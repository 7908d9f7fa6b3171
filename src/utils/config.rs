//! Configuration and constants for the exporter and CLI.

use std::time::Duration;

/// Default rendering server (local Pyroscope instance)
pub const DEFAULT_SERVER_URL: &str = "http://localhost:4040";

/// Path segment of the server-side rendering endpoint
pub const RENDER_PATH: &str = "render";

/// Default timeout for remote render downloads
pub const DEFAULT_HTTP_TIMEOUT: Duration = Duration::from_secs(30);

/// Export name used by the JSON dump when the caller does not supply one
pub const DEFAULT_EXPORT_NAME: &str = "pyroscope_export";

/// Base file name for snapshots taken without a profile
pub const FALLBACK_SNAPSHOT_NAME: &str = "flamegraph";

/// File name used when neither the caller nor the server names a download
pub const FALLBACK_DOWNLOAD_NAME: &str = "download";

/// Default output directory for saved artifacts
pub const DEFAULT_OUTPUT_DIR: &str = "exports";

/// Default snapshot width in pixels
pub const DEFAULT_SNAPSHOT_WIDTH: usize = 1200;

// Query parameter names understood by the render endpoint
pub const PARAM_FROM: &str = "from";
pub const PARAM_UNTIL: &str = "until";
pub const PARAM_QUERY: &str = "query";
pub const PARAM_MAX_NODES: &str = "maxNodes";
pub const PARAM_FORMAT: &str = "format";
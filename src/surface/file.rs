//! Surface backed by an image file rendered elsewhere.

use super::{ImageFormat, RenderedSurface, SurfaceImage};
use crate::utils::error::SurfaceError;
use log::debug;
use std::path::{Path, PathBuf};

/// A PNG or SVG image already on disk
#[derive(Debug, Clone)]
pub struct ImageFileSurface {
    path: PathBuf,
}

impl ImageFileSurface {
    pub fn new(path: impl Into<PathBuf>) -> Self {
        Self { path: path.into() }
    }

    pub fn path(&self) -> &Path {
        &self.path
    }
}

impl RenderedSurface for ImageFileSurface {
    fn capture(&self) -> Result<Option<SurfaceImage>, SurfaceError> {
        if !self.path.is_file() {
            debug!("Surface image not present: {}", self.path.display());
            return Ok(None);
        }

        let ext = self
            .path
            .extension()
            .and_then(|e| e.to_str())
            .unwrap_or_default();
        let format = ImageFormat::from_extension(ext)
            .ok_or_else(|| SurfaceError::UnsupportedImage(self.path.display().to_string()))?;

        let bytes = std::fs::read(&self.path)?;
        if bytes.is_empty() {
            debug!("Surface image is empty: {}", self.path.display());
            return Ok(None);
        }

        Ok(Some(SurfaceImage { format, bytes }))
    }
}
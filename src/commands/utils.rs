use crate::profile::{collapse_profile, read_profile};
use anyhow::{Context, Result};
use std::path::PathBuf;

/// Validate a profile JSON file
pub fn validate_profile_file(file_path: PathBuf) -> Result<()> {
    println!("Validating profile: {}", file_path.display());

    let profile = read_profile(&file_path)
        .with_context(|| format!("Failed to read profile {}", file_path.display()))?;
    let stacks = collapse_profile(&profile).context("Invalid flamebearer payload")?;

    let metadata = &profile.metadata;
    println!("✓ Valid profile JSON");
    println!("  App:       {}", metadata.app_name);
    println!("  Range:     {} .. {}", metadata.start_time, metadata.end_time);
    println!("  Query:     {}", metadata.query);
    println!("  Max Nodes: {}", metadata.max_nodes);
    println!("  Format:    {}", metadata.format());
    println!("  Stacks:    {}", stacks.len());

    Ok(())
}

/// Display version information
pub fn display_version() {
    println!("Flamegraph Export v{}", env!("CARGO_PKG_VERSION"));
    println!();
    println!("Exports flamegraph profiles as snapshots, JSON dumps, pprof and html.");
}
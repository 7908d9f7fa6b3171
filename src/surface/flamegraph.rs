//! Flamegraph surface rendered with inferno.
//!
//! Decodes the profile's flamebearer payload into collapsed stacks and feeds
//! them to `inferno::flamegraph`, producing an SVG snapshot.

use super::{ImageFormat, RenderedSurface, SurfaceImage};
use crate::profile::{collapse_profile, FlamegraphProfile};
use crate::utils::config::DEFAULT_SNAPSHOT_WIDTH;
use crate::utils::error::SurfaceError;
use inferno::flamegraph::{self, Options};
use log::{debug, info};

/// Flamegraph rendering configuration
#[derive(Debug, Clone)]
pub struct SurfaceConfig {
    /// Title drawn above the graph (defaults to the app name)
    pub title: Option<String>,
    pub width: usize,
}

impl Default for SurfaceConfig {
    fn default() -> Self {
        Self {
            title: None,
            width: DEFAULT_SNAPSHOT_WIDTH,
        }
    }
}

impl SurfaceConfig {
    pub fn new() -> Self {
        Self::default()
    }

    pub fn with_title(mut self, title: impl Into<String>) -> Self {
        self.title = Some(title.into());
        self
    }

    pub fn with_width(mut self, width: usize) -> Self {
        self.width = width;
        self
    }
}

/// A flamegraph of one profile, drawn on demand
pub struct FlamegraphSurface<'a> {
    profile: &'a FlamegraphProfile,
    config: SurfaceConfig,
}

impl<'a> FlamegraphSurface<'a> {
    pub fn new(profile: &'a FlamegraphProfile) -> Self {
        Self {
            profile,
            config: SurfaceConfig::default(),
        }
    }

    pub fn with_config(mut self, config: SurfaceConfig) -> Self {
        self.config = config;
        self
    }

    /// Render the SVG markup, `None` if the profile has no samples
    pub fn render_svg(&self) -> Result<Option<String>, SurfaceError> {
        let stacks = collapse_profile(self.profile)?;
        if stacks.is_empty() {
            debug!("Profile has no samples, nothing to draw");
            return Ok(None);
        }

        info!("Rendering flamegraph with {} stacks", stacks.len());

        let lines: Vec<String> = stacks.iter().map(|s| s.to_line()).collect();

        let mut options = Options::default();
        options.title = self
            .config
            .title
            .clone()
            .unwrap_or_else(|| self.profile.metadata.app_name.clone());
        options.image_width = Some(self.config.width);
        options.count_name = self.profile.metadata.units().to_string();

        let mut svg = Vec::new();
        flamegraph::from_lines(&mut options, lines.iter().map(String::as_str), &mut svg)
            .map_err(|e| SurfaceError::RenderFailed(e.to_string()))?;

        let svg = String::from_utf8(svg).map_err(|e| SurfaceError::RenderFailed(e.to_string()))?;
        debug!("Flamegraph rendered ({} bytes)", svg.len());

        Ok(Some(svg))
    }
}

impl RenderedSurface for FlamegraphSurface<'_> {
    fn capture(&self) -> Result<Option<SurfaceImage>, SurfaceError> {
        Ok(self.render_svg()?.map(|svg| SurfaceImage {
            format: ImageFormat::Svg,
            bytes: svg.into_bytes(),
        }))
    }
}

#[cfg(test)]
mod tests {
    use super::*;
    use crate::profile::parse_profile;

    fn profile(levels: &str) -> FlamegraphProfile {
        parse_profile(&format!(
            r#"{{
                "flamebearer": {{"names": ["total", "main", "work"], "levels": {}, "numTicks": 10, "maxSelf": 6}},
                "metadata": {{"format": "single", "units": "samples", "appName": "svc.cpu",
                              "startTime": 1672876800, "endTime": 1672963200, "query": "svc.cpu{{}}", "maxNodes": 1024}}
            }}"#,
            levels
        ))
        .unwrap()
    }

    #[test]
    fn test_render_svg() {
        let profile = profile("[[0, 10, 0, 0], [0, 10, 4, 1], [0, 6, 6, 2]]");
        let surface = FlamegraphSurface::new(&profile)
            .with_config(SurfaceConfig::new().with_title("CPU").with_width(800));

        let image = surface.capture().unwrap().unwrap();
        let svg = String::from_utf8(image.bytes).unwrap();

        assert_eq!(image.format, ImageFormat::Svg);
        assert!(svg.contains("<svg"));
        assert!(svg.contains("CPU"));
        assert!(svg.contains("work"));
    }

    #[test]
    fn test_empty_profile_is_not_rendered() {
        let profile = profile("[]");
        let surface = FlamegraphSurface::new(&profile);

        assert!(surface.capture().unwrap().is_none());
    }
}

- - - - -

▸ ABOUT THIS EXERCISE: Write the records out precisely, omitting nothing.

▸ TASK OUTPUT:
repository 7908d9f7fa6b3171
filename src/utils/config.rs
//! Configuration and constants for the exporter and CLI.

use std::time::Duration;

/// Default rendering server (local Pyroscope instance)
pub const DEFAULT_SERVER_URL: &str = "http://localhost:4040";

/// Path segment of the server-side rendering endpoint
pub const RENDER_PATH: &str = "render";

/// Default timeout for remote render downloads
pub const DEFAULT_HTTP_TIMEOUT: Duration = Duration::from_secs(30);

/// Export name used by the JSON dump when the caller does not supply one
pub const DEFAULT_EXPORT_NAME: &str = "pyroscope_export";

/// Base file name for snapshots taken without a profile
pub const FALLBACK_SNAPSHOT_NAME: &str = "flamegraph";

/// File name used when neither the caller nor the server names a download
pub const FALLBACK_DOWNLOAD_NAME: &str = "download";

/// Default output directory for saved artifacts
pub const DEFAULT_OUTPUT_DIR: &str = "exports";

/// Default snapshot width in pixels
pub const DEFAULT_SNAPSHOT_WIDTH: usize = 1200;

// Query parameter names understood by the render endpoint
pub const PARAM_FROM: &str = "from";
pub const PARAM_UNTIL: &str = "until";
pub const PARAM_QUERY: &str = "query";
pub const PARAM_MAX_NODES: &str = "maxNodes";
pub const PARAM_FORMAT: &str = "format";
filename src/surface/file.rs
//! Surface backed by an image file rendered elsewhere.

use super::{ImageFormat, RenderedSurface, SurfaceImage};
use crate::utils::error::SurfaceError;
use log::debug;
use std::path::{Path, PathBuf};

/// A PNG or SVG image already on disk
#[derive(Debug, Clone)]
pub struct ImageFileSurface {
    path: PathBuf,
}

impl ImageFileSurface {
    pub fn new(path: impl Into<PathBuf>) -> Self {
        Self { path: path.into() }
    }

    pub fn path(&self) -> &Path {
        &self.path
    }
}

impl RenderedSurface for ImageFileSurface {
    fn capture(&self) -> Result<Option<SurfaceImage>, SurfaceError> {
        if !self.path.is_file() {
            debug!("Surface image not present: {}", self.path.display());
            return Ok(None);
        }

        let ext = self
            .path
            .extension()
            .and_then(|e| e.to_str())
            .unwrap_or_default();
        let format = ImageFormat::from_extension(ext)
            .ok_or_else(|| SurfaceError::UnsupportedImage(self.path.display().to_string()))?;

        let bytes = std::fs::read(&self.path)?;
        if bytes.is_empty() {
            debug!("Surface image is empty: {}", self.path.display());
            return Ok(None);
        }

        Ok(Some(SurfaceImage { format, bytes }))
    }
}
filename src/commands/utils.rs
use crate::profile::{collapse_profile, read_profile};
use anyhow::{Context, Result};
use std::path::PathBuf;

/// Validate a profile JSON file
pub fn validate_profile_file(file_path: PathBuf) -> Result<()> {
    println!("Validating profile: {}", file_path.display());

    let profile = read_profile(&file_path)
        .with_context(|| format!("Failed to read profile {}", file_path.display()))?;
    let stacks = collapse_profile(&profile).context("Invalid flamebearer payload")?;

    let metadata = &profile.metadata;
    println!("✓ Valid profile JSON");
    println!("  App:       {}", metadata.app_name);
    println!("  Range:     {} .. {}", metadata.start_time, metadata.end_time);
    println!("  Query:     {}", metadata.query);
    println!("  Max Nodes: {}", metadata.max_nodes);
    println!("  Format:    {}", metadata.format());
    println!("  Stacks:    {}", stacks.len());

    Ok(())
}

/// Display version information
pub fn display_version() {
    println!("Flamegraph Export v{}", env!("CARGO_PKG_VERSION"));
    println!();
    println!("Exports flamegraph profiles as snapshots, JSON dumps, pprof and html.");
}
repository 7908d9f7fa6b3171
filename src/surface/flamegraph.rs
//! Flamegraph surface rendered with inferno.
//!
//! Decodes the profile's flamebearer payload into collapsed stacks and feeds
//! them to `inferno::flamegraph`, producing an SVG snapshot.

use super::{ImageFormat, RenderedSurface, SurfaceImage};
use crate::profile::{collapse_profile, FlamegraphProfile};
use crate::utils::config::DEFAULT_SNAPSHOT_WIDTH;
use crate::utils::error::SurfaceError;
use inferno::flamegraph::{self, Options};
use log::{debug, info};

/// Flamegraph rendering configuration
#[derive(Debug, Clone)]
pub struct SurfaceConfig {
    /// Title drawn above the graph (defaults to the app name)
    pub title: Option<String>,
    pub width: usize,
}

impl Default for SurfaceConfig {
    fn default() -> Self {
        Self {
            title: None,
            width: DEFAULT_SNAPSHOT_WIDTH,
        }
    }
}

impl SurfaceConfig {
    pub fn new() -> Self {
        Self::default()
    }

    pub fn with_title(mut self, title: impl Into<String>) -> Self {
        self.title = Some(title.into());
        self
    }

    pub fn with_width(mut self, width: usize) -> Self {
        self.width = width;
        self
    }
}

/// A flamegraph of one profile, drawn on demand
pub struct FlamegraphSurface<'a> {
    profile: &'a FlamegraphProfile,
    config: SurfaceConfig,
}

impl<'a> FlamegraphSurface<'a> {
    pub fn new(profile: &'a FlamegraphProfile) -> Self {
        Self {
            profile,
            config: SurfaceConfig::default(),
        }
    }

    pub fn with_config(mut self, config: SurfaceConfig) -> Self {
        self.config = config;
        self
    }

    /// Render the SVG markup, `None` if the profile has no samples
    pub fn render_svg(&self) -> Result<Option<String>, SurfaceError> {
        let stacks = collapse_profile(self.profile)?;
        if stacks.is_empty() {
            debug!("Profile has no samples, nothing to draw");
            return Ok(None);
        }

        info!("Rendering flamegraph with {} stacks", stacks.len());

        let lines: Vec<String> = stacks.iter().map(|s| s.to_line()).collect();

        let mut options = Options::default();
        options.title = self
            .config
            .title
            .clone()
            .unwrap_or_else(|| self.profile.metadata.app_name.clone());
        options.image_width = Some(self.config.width);
        options.count_name = self.profile.metadata.units().to_string();

        let mut svg = Vec::new();
        flamegraph::from_lines(&mut options, lines.iter().map(String::as_str), &mut svg)
            .map_err(|e| SurfaceError::RenderFailed(e.to_string()))?;

        let svg = String::from_utf8(svg).map_err(|e| SurfaceError::RenderFailed(e.to_string()))?;
        debug!("Flamegraph rendered ({} bytes)", svg.len());

        Ok(Some(svg))
    }
}

impl RenderedSurface for FlamegraphSurface<'_> {
    fn capture(&self) -> Result<Option<SurfaceImage>, SurfaceError> {
        Ok(self.render_svg()?.map(|svg| SurfaceImage {
            format: ImageFormat::Svg,
            bytes: svg.into_bytes(),
        }))
    }
}

#[cfg(test)]
mod tests {
    use super::*;
    use crate::profile::parse_profile;

    fn profile(levels: &str) -> FlamegraphProfile {
        parse_profile(&format!(
            r#"{{
                "flamebearer": {{"names": ["total", "main", "work"], "levels": {}, "numTicks": 10, "maxSelf": 6}},
                "metadata": {{"format": "single", "units": "samples", "appName": "svc.cpu",
                              "startTime": 1672876800, "endTime": 1672963200, "query": "svc.cpu{{}}", "maxNodes": 1024}}
            }}"#,
            levels
        ))
        .unwrap()
    }

    #[test]
    fn test_render_svg() {
        let profile = profile("[[0, 10, 0, 0], [0, 10, 4, 1], [0, 6, 6, 2]]");
        let surface = FlamegraphSurface::new(&profile)
            .with_config(SurfaceConfig::new().with_title("CPU").with_width(800));

        let image = surface.capture().unwrap().unwrap();
        let svg = String::from_utf8(image.bytes).unwrap();

        assert_eq!(image.format, ImageFormat::Svg);
        assert!(svg.contains("<svg"));
        assert!(svg.contains("CPU"));
        assert!(svg.contains("work"));
    }

    #[test]
    fn test_empty_profile_is_not_rendered() {
        let profile = profile("[]");
        let surface = FlamegraphSurface::new(&profile);

        assert!(surface.capture().unwrap().is_none());
    }
}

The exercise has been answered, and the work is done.